=== Task to complete ===
Check every line of the records below for the string "limiting" and copy the ones that have it.

=== Data to process ===
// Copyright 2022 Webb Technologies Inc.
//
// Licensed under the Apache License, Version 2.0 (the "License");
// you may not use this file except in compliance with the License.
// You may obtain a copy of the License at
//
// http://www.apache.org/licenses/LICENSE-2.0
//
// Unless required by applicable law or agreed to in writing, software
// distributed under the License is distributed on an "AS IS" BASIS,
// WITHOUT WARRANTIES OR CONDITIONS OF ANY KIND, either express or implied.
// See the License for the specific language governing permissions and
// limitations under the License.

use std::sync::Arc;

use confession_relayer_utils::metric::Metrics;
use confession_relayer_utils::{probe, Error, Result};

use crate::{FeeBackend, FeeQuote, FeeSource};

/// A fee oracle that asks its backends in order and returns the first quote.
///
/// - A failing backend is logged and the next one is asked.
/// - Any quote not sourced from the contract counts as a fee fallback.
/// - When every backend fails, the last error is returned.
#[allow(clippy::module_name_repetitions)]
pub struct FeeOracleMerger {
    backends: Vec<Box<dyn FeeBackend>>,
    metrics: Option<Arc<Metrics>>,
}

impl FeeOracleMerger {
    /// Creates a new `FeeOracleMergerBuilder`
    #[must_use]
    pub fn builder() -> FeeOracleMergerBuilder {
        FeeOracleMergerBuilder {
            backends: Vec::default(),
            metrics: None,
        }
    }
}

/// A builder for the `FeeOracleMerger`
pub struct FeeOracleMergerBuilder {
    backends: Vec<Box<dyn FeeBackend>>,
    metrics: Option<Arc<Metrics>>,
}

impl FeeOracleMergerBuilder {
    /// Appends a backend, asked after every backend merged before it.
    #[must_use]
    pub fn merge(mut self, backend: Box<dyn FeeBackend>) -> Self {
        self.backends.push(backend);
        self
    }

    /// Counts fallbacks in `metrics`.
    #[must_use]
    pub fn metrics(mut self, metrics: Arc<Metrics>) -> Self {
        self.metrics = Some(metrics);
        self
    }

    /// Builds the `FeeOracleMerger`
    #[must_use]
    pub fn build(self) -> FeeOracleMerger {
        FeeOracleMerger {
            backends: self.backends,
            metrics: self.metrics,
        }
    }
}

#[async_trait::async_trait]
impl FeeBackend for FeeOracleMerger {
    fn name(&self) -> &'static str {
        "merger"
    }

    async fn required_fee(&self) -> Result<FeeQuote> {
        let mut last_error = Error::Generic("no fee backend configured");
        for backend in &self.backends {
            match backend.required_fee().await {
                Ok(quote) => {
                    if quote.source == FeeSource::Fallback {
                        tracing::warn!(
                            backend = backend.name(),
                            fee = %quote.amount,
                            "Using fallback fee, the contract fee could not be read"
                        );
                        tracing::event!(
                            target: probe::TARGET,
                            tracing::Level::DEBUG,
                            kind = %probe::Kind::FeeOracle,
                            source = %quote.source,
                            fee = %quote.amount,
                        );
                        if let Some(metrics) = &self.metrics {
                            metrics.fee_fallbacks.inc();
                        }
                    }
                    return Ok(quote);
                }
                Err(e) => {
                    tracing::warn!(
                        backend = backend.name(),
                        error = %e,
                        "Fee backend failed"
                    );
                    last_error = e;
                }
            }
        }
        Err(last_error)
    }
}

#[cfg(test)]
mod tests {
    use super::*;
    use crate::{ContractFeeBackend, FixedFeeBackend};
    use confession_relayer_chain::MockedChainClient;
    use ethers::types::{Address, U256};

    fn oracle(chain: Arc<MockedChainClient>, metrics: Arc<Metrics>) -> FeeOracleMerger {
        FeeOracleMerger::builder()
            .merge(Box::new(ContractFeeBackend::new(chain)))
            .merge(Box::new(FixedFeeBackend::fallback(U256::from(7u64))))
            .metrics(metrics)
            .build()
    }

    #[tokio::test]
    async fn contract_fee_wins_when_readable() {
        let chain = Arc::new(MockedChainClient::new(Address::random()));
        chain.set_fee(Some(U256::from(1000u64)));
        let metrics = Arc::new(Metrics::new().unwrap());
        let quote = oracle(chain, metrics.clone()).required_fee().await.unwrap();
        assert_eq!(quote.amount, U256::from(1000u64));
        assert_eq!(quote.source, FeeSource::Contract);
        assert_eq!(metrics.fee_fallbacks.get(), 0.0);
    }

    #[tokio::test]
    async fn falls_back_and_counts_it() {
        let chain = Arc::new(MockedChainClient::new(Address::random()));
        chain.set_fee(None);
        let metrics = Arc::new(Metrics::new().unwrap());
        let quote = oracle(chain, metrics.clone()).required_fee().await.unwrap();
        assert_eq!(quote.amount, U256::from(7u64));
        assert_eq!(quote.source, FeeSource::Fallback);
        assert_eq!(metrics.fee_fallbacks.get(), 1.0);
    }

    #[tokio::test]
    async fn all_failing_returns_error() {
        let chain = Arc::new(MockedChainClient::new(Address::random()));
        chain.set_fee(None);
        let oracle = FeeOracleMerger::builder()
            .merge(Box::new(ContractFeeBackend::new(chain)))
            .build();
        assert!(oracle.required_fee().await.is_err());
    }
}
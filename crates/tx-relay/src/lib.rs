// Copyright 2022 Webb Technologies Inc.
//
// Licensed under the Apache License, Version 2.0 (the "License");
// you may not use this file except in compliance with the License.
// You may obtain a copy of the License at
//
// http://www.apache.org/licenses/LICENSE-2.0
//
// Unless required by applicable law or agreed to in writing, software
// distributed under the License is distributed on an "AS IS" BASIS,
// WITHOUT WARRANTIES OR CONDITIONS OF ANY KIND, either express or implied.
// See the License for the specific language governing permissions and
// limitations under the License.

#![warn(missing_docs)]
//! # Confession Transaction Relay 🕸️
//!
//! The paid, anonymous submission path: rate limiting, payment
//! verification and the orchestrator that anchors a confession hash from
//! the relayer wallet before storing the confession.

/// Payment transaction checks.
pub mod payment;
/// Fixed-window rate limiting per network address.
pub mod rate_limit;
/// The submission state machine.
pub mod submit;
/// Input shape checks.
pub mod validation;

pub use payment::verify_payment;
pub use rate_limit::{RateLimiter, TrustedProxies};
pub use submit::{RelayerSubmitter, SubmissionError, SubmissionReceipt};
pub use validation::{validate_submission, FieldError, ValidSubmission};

=== Finished task ===
//! The paid, anonymous submission path: rate limiting, payment
/// Fixed-window rate limiting per network address.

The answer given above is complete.